The next community, Sankana, was fairly substantial compared to the other communities we had been to. Their pump was not functioning and was due to be rehabilitated soon as well. We paid a visit to the school where they had been given about 8 mango seedlings and several dozen acacia seedlings. The headmaster welcomed us, and Ishaque asked to see the progress on the trees. A couple of the mango seedlings looked like they might make it, but most looked like the stick fences were inadequate protection from animals, bugs were getting at the leaves, or were dry from lack of water. Then we saw the acacia, about 100 feet from a developing acacia forest. Almost everyone looked like a dry twig in the ground. Ishaque scolded the headmaster for not bothering to water them, especially with a large body of water close enough to see. He said he had watered them once, but still looked very embarrassed. Irregular rains (flooding in the rainy season, draught in the dry season) are partially due to the heavy logging and lack of vegetation in the region. This is a big problem, though. I think this tree-planting idea is a good step in the right direction, but without some sort of immediate return, the community will find little incentive to take the long hike down to the river to water dozens of seedlings.

The next project seemed like a very interesting one.

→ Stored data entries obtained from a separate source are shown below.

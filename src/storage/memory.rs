//! In-memory storage backend

use crate::graph::LinkGraph;
use crate::state::{UrlRecord, UrlStatus};
use crate::storage::traits::{Storage, StorageError, StorageResult};
use crate::storage::{RunCounts, RunRecord, RunStatus};
use chrono::Utc;
use std::collections::{BTreeMap, HashMap};

/// Keeps every site in process memory
///
/// Follows the same merge rules as [`super::SqliteStorage`].
#[derive(Debug, Default)]
pub struct MemoryStorage {
    sites: HashMap<String, BTreeMap<String, UrlRecord>>,
    runs: Vec<RunRecord>,
}

impl MemoryStorage {
    pub fn new() -> Self {
        Self::default()
    }

    fn run_mut(&mut self, run_id: i64) -> StorageResult<&mut RunRecord> {
        self.runs
            .iter_mut()
            .find(|run| run.id == run_id)
            .ok_or(StorageError::RunNotFound(run_id))
    }
}

impl Storage for MemoryStorage {
    fn exists(&self, site_key: &str) -> StorageResult<bool> {
        let has_records = self
            .sites
            .get(site_key)
            .map_or(false, |records| !records.is_empty());
        Ok(has_records || self.runs.iter().any(|run| run.site_key == site_key))
    }

    fn fetch_url_records(&self, site_key: &str) -> StorageResult<BTreeMap<String, UrlRecord>> {
        Ok(self.sites.get(site_key).cloned().unwrap_or_default())
    }

    fn save_url_statuses(
        &mut self,
        site_key: &str,
        statuses: &BTreeMap<String, UrlStatus>,
    ) -> StorageResult<()> {
        let records = self.sites.entry(site_key.to_string()).or_default();
        for (url, status) in statuses {
            records
                .entry(url.clone())
                .and_modify(|record| record.status = record.status.merge(*status))
                .or_insert_with(|| UrlRecord::discovered(url.clone(), *status));
        }
        Ok(())
    }

    fn update_metadata(&mut self, site_key: &str, records: &[UrlRecord]) -> StorageResult<()> {
        let stored = self.sites.entry(site_key.to_string()).or_default();
        let now = Utc::now();

        for incoming in records {
            let entry = stored
                .entry(incoming.url.clone())
                .or_insert_with(|| UrlRecord::discovered(incoming.url.clone(), incoming.status));

            entry.title = incoming.title.clone();
            entry.description = incoming.description.clone();
            entry.headings = incoming.headings;
            entry.internal_links = incoming.internal_links.clone();
            entry.internal_links.sort();
            entry.internal_links.dedup();
            entry.extracted_at = Some(incoming.extracted_at.unwrap_or(now));
        }
        Ok(())
    }

    fn clear_metadata(&mut self, site_key: &str, urls: &[String]) -> StorageResult<()> {
        if let Some(records) = self.sites.get_mut(site_key) {
            for url in urls {
                if let Some(record) = records.get_mut(url) {
                    *record = UrlRecord {
                        incoming_link_count: record.incoming_link_count,
                        ..UrlRecord::discovered(url.clone(), record.status)
                    };
                }
            }
        }
        Ok(())
    }

    fn set_incoming_counts(&mut self, site_key: &str, graph: &LinkGraph) -> StorageResult<()> {
        if let Some(records) = self.sites.get_mut(site_key) {
            graph.apply(records.values_mut());
        }
        Ok(())
    }

    fn count_by_status(&self, site_key: &str) -> StorageResult<HashMap<UrlStatus, i64>> {
        let mut counts = HashMap::new();
        if let Some(records) = self.sites.get(site_key) {
            for record in records.values() {
                *counts.entry(record.status).or_insert(0) += 1;
            }
        }
        Ok(counts)
    }

    fn create_run(&mut self, site_key: &str, config_hash: &str) -> StorageResult<i64> {
        let id = self.runs.len() as i64 + 1;
        self.runs.push(RunRecord {
            id,
            site_key: site_key.to_string(),
            started_at: Utc::now().to_rfc3339(),
            finished_at: None,
            config_hash: config_hash.to_string(),
            status: RunStatus::Running,
            counts: RunCounts::default(),
        });
        Ok(id)
    }

    fn complete_run(&mut self, run_id: i64, counts: &RunCounts) -> StorageResult<()> {
        let run = self.run_mut(run_id)?;
        run.status = RunStatus::Completed;
        run.finished_at = Some(Utc::now().to_rfc3339());
        run.counts = *counts;
        Ok(())
    }

    fn fail_run(&mut self, run_id: i64) -> StorageResult<()> {
        let run = self.run_mut(run_id)?;
        run.status = RunStatus::Failed;
        run.finished_at = Some(Utc::now().to_rfc3339());
        Ok(())
    }

    fn latest_run(&self, site_key: &str) -> StorageResult<Option<RunRecord>> {
        Ok(self
            .runs
            .iter()
            .rev()
            .find(|run| run.site_key == site_key)
            .cloned())
    }
}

It was down by the afore-mentioned body of water, a flooded river behind a dam, and worked with the local fishermen to help them use the large amount of water to grow crops. When we first arrived, the plot of land next to the river seemed abandoned. One man, who I am still not sure if he was a fisherman or not, was hanging out around several dozen dry teak seedlings. At this point Ishaque was fuming. He kept asking the man why they had not been watered, especially with plenty of water a mere 20 feet away. I felt bad for the guy, but it was true. It seemed difficult to understand why the group of fishermen would start a crop of teak trees, funded by CRS, and just not water them. We moved on to the other side of the river, which looked in much better condition. They were growing onions, tomatoes and other crops on this side. A couple of men were tending to them. I asked the man from the DWST if the fact that growing onions and tomatoes produced an immediate reward had led them to only focus on side of the river. Teak can be very useful and valuable lumber, but at this point they were just twigs, while the onions were already onions. He thought it sounded logical, but it also did not hurt that they had constructed some concrete aqueducts to irrigate the fields, which had not been done with the teak. We came across another obstacle of course. The section of aqueduct that crossed a creek was destroyed during the floods this past year, leading to about half of this side’s crops to be left thirsty. There were so many good ideas with marginal results. As frustrating as it was, I was glad that I was beginning to learn how projects worked and didn’t work, and how to ask questions.

The last community we visited was fairly standard. They had drilled a borehole that led to no water, and were waiting for a new drilling. Interviews were conducted with the community and the elderly men were excited about my facial hair, saying that we were the same, as they had prominent white beards.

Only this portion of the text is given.